Example 1: Implementing a scalar UDF

This example shows the implementation of a scalar UDF named toUpperCase. This UDF takes as input a value of type Span and outputs a string value that consists of the text content of the input Span, converted to uppercase.

package com.ibm.biginsights.textanalytics.udf;
import com.ibm.avatar.algebra.datamodel.Span;

/**
  * @param s input Span
  * @return all upper-case version of the text of the input Span
  */
public String toUpperCase(Span s) {
  return s.getText().toUpperCase();
}

Example 2: Implementing a scalar UDF that uses a table as input

This example shows the implementation of a scalar UDF named TableConsumingScalarFunc. This UDF takes as input two lists of tuples and outputs a string value that concatenates the content of the two input tuple lists.

import com.ibm.avatar.algebra.datamodel.TupleList;

/**
  * Example implementation of a user-defined scalar function using a table as input
*/
public class TableConsumingScalarFunc
{

  /**
    * Main entry point to the `scalar` function.
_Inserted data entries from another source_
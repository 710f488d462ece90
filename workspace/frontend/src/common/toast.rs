use gloo_timers::callback::Timeout;
use yew::prelude::*;

use crate::settings;

#[derive(Clone, PartialEq)]
pub enum ToastType {
    Info,
    Error,
}

impl ToastType {
    fn alert_class(&self) -> &'static str {
        match self {
            ToastType::Info => "alert-info",
            ToastType::Error => "alert-error",
        }
    }

    fn icon(&self) -> &'static str {
        match self {
            ToastType::Info => "fas fa-info-circle",
            ToastType::Error => "fas fa-exclamation-circle",
        }
    }
}

#[derive(Clone, PartialEq)]
pub struct Toast {
    pub id: usize,
    pub message: String,
    pub toast_type: ToastType,
}

#[derive(Clone, PartialEq)]
pub struct ToastContext {
    pub add_toast: Callback<(String, ToastType)>,
}

impl ToastContext {
    pub fn show_info(&self, message: String) {
        self.add_toast.emit((message, ToastType::Info));
    }

    pub fn show_error(&self, message: String) {
        self.add_toast.emit((message, ToastType::Error));
    }
}

enum ToastAction {
    Push(Toast),
    Dismiss(usize),
}

#[derive(Default, PartialEq)]
struct ToastList {
    toasts: Vec<Toast>,
}

impl Reducible for ToastList {
    type Action = ToastAction;

    fn reduce(self: std::rc::Rc<Self>, action: Self::Action) -> std::rc::Rc<Self> {
        let mut toasts = self.toasts.clone();
        match action {
            ToastAction::Push(toast) => toasts.push(toast),
            ToastAction::Dismiss(id) => toasts.retain(|t| t.id != id),
        }
        ToastList { toasts }.into()
    }
}

#[derive(Properties, PartialEq)]
pub struct ToastProviderProps {
    pub children: Children,
}

#[function_component(ToastProvider)]
pub fn toast_provider(props: &ToastProviderProps) -> Html {
    let list = use_reducer(ToastList::default);
    let id_counter = use_mut_ref(|| 0usize);

    let add_toast = {
        let dispatcher = list.dispatcher();
        use_callback((), move |(message, toast_type): (String, ToastType), _| {
            let id = {
                let mut counter = id_counter.borrow_mut();
                *counter += 1;
                *counter
            };
            log::debug!("Showing toast {}: {}", id, message);
            dispatcher.dispatch(ToastAction::Push(Toast { id, message, toast_type }));

            // Auto-dismiss; the timer outlives this callback
            let dispatcher = dispatcher.clone();
            let duration = settings::get_settings().toast_duration_ms;
            Timeout::new(duration, move || dispatcher.dispatch(ToastAction::Dismiss(id))).forget();
        })
    };

    let context = ToastContext { add_toast };

    html! {
        <ContextProvider<ToastContext> context={context}>
            {props.children.clone()}
            <div class="toast toast-top toast-end z-50">
                {for list.toasts.iter().map(|toast| {
                    let id = toast.id;
                    let on_close = {
                        let dispatcher = list.dispatcher();
                        Callback::from(move |_| dispatcher.dispatch(ToastAction::Dismiss(id)))
                    };

                    html! {
                        <div key={id} class={classes!("alert", toast.toast_type.alert_class(), "shadow-lg")}>
                            <i class={toast.toast_type.icon()}></i>
                            <span>{&toast.message}</span>
                            <button class="btn btn-sm btn-ghost btn-circle" onclick={on_close}>
                                <i class="fas fa-times"></i>
                            </button>
                        </div>
                    }
                })}
            </div>
        </ContextProvider<ToastContext>>
    }
}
This function takes two lists of tuples and concatenates them into a single string.
    *
    * @param arg1 first set of tuples to merge
    * @param arg2 second set of tuples to merge
    * @return the two sets of tuples, concatenated
    */
  public String eval (TupleList arg1, TupleList arg2)
  {
    StringBuilder sb = new StringBuilder ();

    sb.append("Input1: ");
    sb.append(arg1.toPrettyString ());
    sb.append("\nInput2: ");
    sb.append(arg2.toPrettyString ());

    return sb.toString ();
  }
}

Example 3: Implementing a table UDF that uses a table as input

This example shows the implementation of a table UDF named TableConsumingTableFunc. This UDF takes as input two lists of tuples and outputs a single list of tuples that contains tuples from the first input interspersed with tuples from the second input. Notice that the implementation extends from the base class com.ibm.avatar.api.udf.TableUDFBase, which provides APIs for obtaining the input and output schemas.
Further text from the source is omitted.